→ **Task prompt**: Please filter the listing below and copy out the lines that hold "Option".

→ **Dataset content**:
+++
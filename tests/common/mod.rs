#![allow(dead_code)]

pub mod command;
pub mod fixture;
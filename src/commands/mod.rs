//! `histview` subcommands
//!
//! Each subcommand is an `impl Viewer` block that reads text input, runs it
//! through the engine and prints the result as text or JSON:
//!
//! - `graph`: Lane layout for a commit history
//! - `diff`: Structured unified diff, split view and diffstat
//! - `word_diff`: Word-level comparison of two strings
//! - `status`: Labels for porcelain status codes
//!
//! `viewer` holds the shared output context and `pager` the terminal pager.

pub mod diff;
pub mod graph;
pub mod pager;
pub mod status;
pub mod viewer;
pub mod word_diff;
use crate::OutputFormat;
use crate::artifacts::presentation::file_status::FileStatus;
use crate::commands::viewer::Viewer;
use serde::Serialize;

#[derive(Serialize)]
struct StatusRow<'c> {
    code: &'c str,
    label: String,
    color: &'static str,
}

impl Viewer {
    /// Label each two-character porcelain status code
    pub fn status(&self, codes: &[String]) -> anyhow::Result<()> {
        let statuses = codes
            .iter()
            .map(|code| FileStatus::try_parse(code).map(|status| (code.as_str(), status)))
            .collect::<anyhow::Result<Vec<_>>>()?;

        match self.format() {
            OutputFormat::Json => {
                let rows = statuses
                    .iter()
                    .map(|(code, status)| StatusRow {
                        code: *code,
                        label: status.label().to_string(),
                        color: status.color(),
                    })
                    .collect::<Vec<_>>();
                self.write_json(&rows)
            }
            OutputFormat::Text => {
                for (code, status) in &statuses {
                    writeln!(
                        self.writer(),
                        "{}\t{}",
                        code,
                        status.colorize(status.label())
                    )?;
                }
                Ok(())
            }
        }
    }
}
use crate::OutputFormat;
use anyhow::Context;
use serde::Serialize;
use std::cell::{RefCell, RefMut};
use std::io::{Read, Write};
use std::path::Path;

/// Output context shared by every subcommand
pub struct Viewer {
    writer: RefCell<Box<dyn Write>>,
    format: OutputFormat,
}

impl Viewer {
    pub fn new(writer: Box<dyn Write>, format: OutputFormat) -> Self {
        Viewer {
            writer: RefCell::new(writer),
            format,
        }
    }

    pub fn writer(&'_ self) -> RefMut<'_, Box<dyn Write>> {
        self.writer.borrow_mut()
    }

    pub fn format(&self) -> OutputFormat {
        self.format
    }

    pub fn write_json<T: Serialize + ?Sized>(&self, value: &T) -> anyhow::Result<()> {
        let mut writer = self.writer();
        serde_json::to_writer_pretty(&mut *writer, value)?;
        writeln!(writer)?;
        Ok(())
    }
}

/// Read the whole input from a file, or from stdin when no file is given
pub fn read_input(file: Option<&Path>) -> anyhow::Result<String> {
    match file {
        Some(path) => std::fs::read_to_string(path)
            .with_context(|| format!("failed to read {}", path.display())),
        None => {
            let mut input = String::new();
            std::io::stdin()
                .read_to_string(&mut input)
                .context("failed to read stdin")?;
            Ok(input)
        }
    }
}

/// `#rrggbb` to an RGB triple for truecolor output
pub(crate) fn hex_to_rgb(hex: &str) -> Option<(u8, u8, u8)> {
    let hex = hex.strip_prefix('#')?;
    if hex.len() != 6 {
        return None;
    }

    let channel = |range: std::ops::Range<usize>| u8::from_str_radix(hex.get(range)?, 16).ok();
    Some((channel(0..2)?, channel(2..4)?, channel(4..6)?))
}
+++
→ **Solution to the problem**:
pub fn read_input(file: Option<&Path>) -> anyhow::Result<String> {
pub(crate) fn hex_to_rgb(hex: &str) -> Option<(u8, u8, u8)> {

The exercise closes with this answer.